El miedo y los profetas del desastre
Cuando surgen tecnologías que la gente no comprende, siempre aparece el miedo. Pasó en la Edad Media con los flagelantes, esos que recorrían los pueblos diciendo que el fin del mundo estaba cerca y que todo era un castigo divino. Pasó con las vacunas, cuando muchos llegaron a creer que inyectarse era dejarse poner un chip para ser controlados. Y ahora pasa con la IA.
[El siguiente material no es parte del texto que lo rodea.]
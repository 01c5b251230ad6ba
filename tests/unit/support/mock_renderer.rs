//! Scriptable in-process renderer for unit tests.

#![allow(dead_code)]

use std::collections::BTreeMap;
use std::sync::{Arc, Mutex};

use crate::animation::camera::CameraState;
use crate::foundation::core::{EntityId, LngLat, Point, Resolution};
use crate::foundation::error::{MaptrailError, MaptrailResult};
use crate::pins::icon::PinIcon;
use crate::render::frame::FrameRGBA;
use crate::render::renderer::{MapRenderer, PathLineStyle, RenderNotifier, RepaintId};

#[derive(Clone, Copy, Debug, PartialEq, Eq)]
pub(crate) enum MockMode {
    /// Signal idle right away.
    Immediate,
    /// Send a stale idle event before the real one.
    StaleFirst,
    /// Never signal.
    Hang,
    /// Report failure on the n-th repaint (1-based).
    FailAt(u64),
}

#[derive(Debug, Default)]
pub(crate) struct MockLog {
    pub poses: Vec<CameraState>,
    pub paths: Vec<Vec<LngLat>>,
    pub repaints: u64,
    pub markers: BTreeMap<EntityId, LngLat>,
    pub styles: Vec<PathLineStyle>,
    /// Copy of the subscription, for sending events from the test.
    pub notifier: Option<RenderNotifier>,
}

pub(crate) struct MockRenderer {
    pub log: Arc<Mutex<MockLog>>,
    mode: MockMode,
    resolution: Resolution,
    camera: CameraState,
    notifier: Option<RenderNotifier>,
    next_repaint: u64,
    painted: u64,
}

impl MockRenderer {
    pub fn new(mode: MockMode) -> (Self, Arc<Mutex<MockLog>>) {
        let log = Arc::new(Mutex::new(MockLog::default()));
        let r = Self {
            log: log.clone(),
            mode,
            resolution: Resolution {
                width: 8,
                height: 6,
            },
            camera: CameraState::default(),
            notifier: None,
            next_repaint: 0,
            painted: 0,
        };
        (r, log)
    }
}

impl MapRenderer for MockRenderer {
    fn camera(&self) -> CameraState {
        self.camera
    }

    fn jump_to(&mut self, camera: &CameraState) -> MaptrailResult<()> {
        self.camera = *camera;
        self.log.lock().unwrap().poses.push(*camera);
        Ok(())
    }

    fn set_path_data(&mut self, coords: &[LngLat]) -> MaptrailResult<()> {
        self.log.lock().unwrap().paths.push(coords.to_vec());
        Ok(())
    }

    fn set_path_style(&mut self, style: &PathLineStyle) -> MaptrailResult<()> {
        self.log.lock().unwrap().styles.push(style.clone());
        Ok(())
    }

    fn upsert_marker(&mut self, id: EntityId, _icon: &PinIcon, at: LngLat) -> MaptrailResult<()> {
        self.log.lock().unwrap().markers.insert(id, at);
        Ok(())
    }

    fn remove_marker(&mut self, id: EntityId) {
        self.log.lock().unwrap().markers.remove(&id);
    }

    fn on_render_complete(&mut self, notifier: RenderNotifier) {
        self.log.lock().unwrap().notifier = Some(notifier.clone());
        self.notifier = Some(notifier);
    }

    fn request_repaint(&mut self) -> MaptrailResult<RepaintId> {
        self.next_repaint += 1;
        let id = RepaintId(self.next_repaint);
        self.log.lock().unwrap().repaints += 1;
        let notifier = self
            .notifier
            .as_ref()
            .ok_or_else(|| MaptrailError::renderer("no subscription"))?;
        match self.mode {
            MockMode::Immediate => {
                self.painted = id.0;
                notifier.idle(id);
            }
            MockMode::StaleFirst => {
                notifier.idle(RepaintId(id.0 - 1));
                self.painted = id.0;
                notifier.idle(id);
            }
            MockMode::Hang => {}
            MockMode::FailAt(n) if n == id.0 => {
                notifier.failed("gpu lost");
            }
            MockMode::FailAt(_) => {
                self.painted = id.0;
                notifier.idle(id);
            }
        }
        Ok(id)
    }

    fn project(&self, at: LngLat) -> Point {
        let c = self.resolution.center();
        Point::new(
            c.x + (at.lng() - self.camera.lng) * 100.0,
            c.y - (at.lat() - self.camera.lat) * 100.0,
        )
    }

    fn read_pixels(&self) -> MaptrailResult<FrameRGBA> {
        let px = [(self.painted % 256) as u8, 0, 0, 255];
        Ok(FrameRGBA {
            width: self.resolution.width,
            height: self.resolution.height,
            data: px.repeat((self.resolution.width * self.resolution.height) as usize),
            premultiplied: true,
        })
    }
}
use crate::animation::ease::Ease;

/// Timing of the progressive path draw-in, independent of camera easing.
#[derive(Clone, Copy, Debug, PartialEq)]
pub struct PathReveal {
    /// Seconds from export start before the path begins to draw.
    pub delay_secs: f64,
    /// Seconds the draw-in takes once started. Must be positive.
    pub duration_secs: f64,
    /// Easing applied to the normalized draw-in progress.
    pub ease: Ease,
}

impl PathReveal {
    /// Fraction of the path revealed at `time_secs`.
    ///
    /// Zero up to and including the delay, then `ease((time - delay) / duration)` capped at 1.
    pub fn progress_at(&self, time_secs: f64) -> f64 {
        if time_secs <= self.delay_secs {
            return 0.0;
        }
        let raw = ((time_secs - self.delay_secs) / self.duration_secs).min(1.0);
        self.ease.apply(raw)
    }
}

#[cfg(test)]
#[path = "../../tests/unit/animation/reveal.rs"]
mod tests;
Sí, hay que tener cuidado, pero no miedo. Prevenir no es paralizarse. La prevención es reflexión, es pensar en límites, en reglas, en ética. No se trata de detener el avance, sino de decidir juntos hacia dónde queremos que nos lleve.
Lo que sí me preocupa —y aquí coincido con varios analistas— es que la tecnología, si no se regula, puede terminar en manos de unos pocos para dominar a muchos. Ese es el verdadero riesgo. No es la IA como tal: son las relaciones de poder que se construyen alrededor de ella.
Lo irremplazable
Hay cosas que ninguna máquina podrá tocar. Ninguna IA va a reemplazar la mano de una enfermera sosteniendo la de un paciente que tiembla de miedo. Ningún algoritmo dará el abrazo que una madre le da a su hijo, ese calor humano que atraviesa generaciones. Ningún chatbot comprenderá, de verdad, el silencio incómodo en la consulta de un psicólogo cuando las palabras no alcanzan.
La inteligencia artificial puede simular empatía, pero no sentirla. Y esa es la línea que no podrá cruzar jamás.
Mi conclusión
Yo miro la inteligencia artificial como miro cualquier gran avance humano: con asombro y con cautela. No es un enemigo, pero tampoco un salvador. Es una herramienta, y como toda herramienta, depende del uso que le demos.
No hay que tenerle miedo, pero tampoco hay que dejarla suelta. Nos toca a nosotros, como humanidad, decidir cómo integrarla para que beneficie a todos y no a unos pocos. En el fondo, el desafío no es tecnológico, es profundamente humano.